use std::time::Instant;

use thiserror::Error;
use tracing::{debug, warn};

use super::ct363_packet::{decode_packet, DecodeError};
use super::ct363_tracker::{ContactEvent, TrackerState, TrackerUpdate};
use crate::transport::{PacketSource, TransportError};

/// Timestamp used for controller events.
pub type Timestamp = Instant;

#[derive(Debug, Error)]
pub enum ControllerError {
    #[error(transparent)]
    Transport(#[from] TransportError),

    #[error(transparent)]
    Decode(#[from] DecodeError),
}

type ContactCallback = Box<dyn FnMut(ContactEvent, Timestamp) + Send + 'static>;
type SyncCallback = Box<dyn FnMut(Timestamp) + Send + 'static>;

/// High-level interface for a CT363 touchscreen.
///
/// The controller reads packets from its source, reconciles them against the
/// slots held so far and notifies registered callbacks: one call per contact
/// event, then one sync call when anything changed. All polling goes through
/// `&mut self`, so a device never has two packets in flight.
pub struct Ct363Controller<S> {
    source: S,
    tracker: TrackerState,
    packets: u64,
    contact_callback: Option<ContactCallback>,
    sync_callback: Option<SyncCallback>,
}

impl<S: PacketSource> Ct363Controller<S> {
    pub fn new(source: S) -> Self {
        Self {
            source,
            tracker: TrackerState::new(),
            packets: 0,
            contact_callback: None,
            sync_callback: None,
        }
    }

    /// Enter the controller's polling loop. This blocks until an error occurs.
    pub fn run(mut self) -> Result<(), ControllerError> {
        loop {
            self.poll_once()?;
        }
    }

    /// Perform a single read, firing callbacks as needed.
    ///
    /// Returns whether a sync barrier was emitted. Timeouts and short reads
    /// skip the cycle and leave the held slots untouched.
    pub fn poll_once(&mut self) -> Result<bool, ControllerError> {
        match self.source.read_raw_packet() {
            Ok(packet) => Ok(self.process_packet(&packet)?),
            Err(TransportError::Timeout) => Ok(false),
            Err(err) if err.is_transient() => {
                warn!("failed to read finger data: {err}");
                Ok(false)
            }
            Err(err) => Err(err.into()),
        }
    }

    /// Decode and track one raw packet, firing callbacks as needed.
    pub fn process_packet(&mut self, buf: &[u8]) -> Result<bool, DecodeError> {
        let records = decode_packet(buf)?;
        let update = self.tracker.update(&records);
        self.packets += 1;

        debug!(
            packet = self.packets,
            events = update.events.len(),
            held = self.tracker.press_mask().len(),
            "processed packet"
        );

        Ok(self.dispatch(update))
    }

    /// Release every held slot, e.g. before dropping the device.
    pub fn release_all(&mut self) -> bool {
        let update = self.tracker.release_all();
        self.dispatch(update)
    }

    /// Install a callback to be notified about each contact event.
    pub fn set_contact_callback<F>(&mut self, callback: F)
    where
        F: FnMut(ContactEvent, Timestamp) + Send + 'static,
    {
        self.contact_callback = Some(Box::new(callback));
    }

    /// Install a callback to be notified after each batch of changed contacts.
    pub fn set_sync_callback<F>(&mut self, callback: F)
    where
        F: FnMut(Timestamp) + Send + 'static,
    {
        self.sync_callback = Some(Box::new(callback));
    }

    /// Remove all registered callbacks.
    pub fn clear_callbacks(&mut self) {
        self.contact_callback = None;
        self.sync_callback = None;
    }

    pub fn tracker(&self) -> &TrackerState {
        &self.tracker
    }

    /// Number of packets decoded so far.
    pub fn packets(&self) -> u64 {
        self.packets
    }

    fn dispatch(&mut self, update: TrackerUpdate) -> bool {
        let now = Instant::now();

        if let Some(cb) = self.contact_callback.as_mut() {
            for event in update.events {
                cb(event, now);
            }
        }
        if update.changed {
            if let Some(cb) = self.sync_callback.as_mut() {
                cb(now);
            }
        }

        update.changed
    }
}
- - -
◆ Assignment: Copy out exactly the lines from the line with "F: FnMut(Timestamp) +" to the end of the listing, including both of those lines, and give nothing else.

◆ Solution for this task:
        F: FnMut(Timestamp) + Send + 'static,
    {
        self.sync_callback = Some(Box::new(callback));
    }

    /// Remove all registered callbacks.
    pub fn clear_callbacks(&mut self) {
        self.contact_callback = None;
        self.sync_callback = None;
    }

    pub fn tracker(&self) -> &TrackerState {
        &self.tracker
    }

    /// Number of packets decoded so far.
    pub fn packets(&self) -> u64 {
        self.packets
    }

    fn dispatch(&mut self, update: TrackerUpdate) -> bool {
        let now = Instant::now();

        if let Some(cb) = self.contact_callback.as_mut() {
            for event in update.events {
                cb(event, now);
            }
        }
        if update.changed {
            if let Some(cb) = self.sync_callback.as_mut() {
                cb(now);
            }
        }

        update.changed
    }
}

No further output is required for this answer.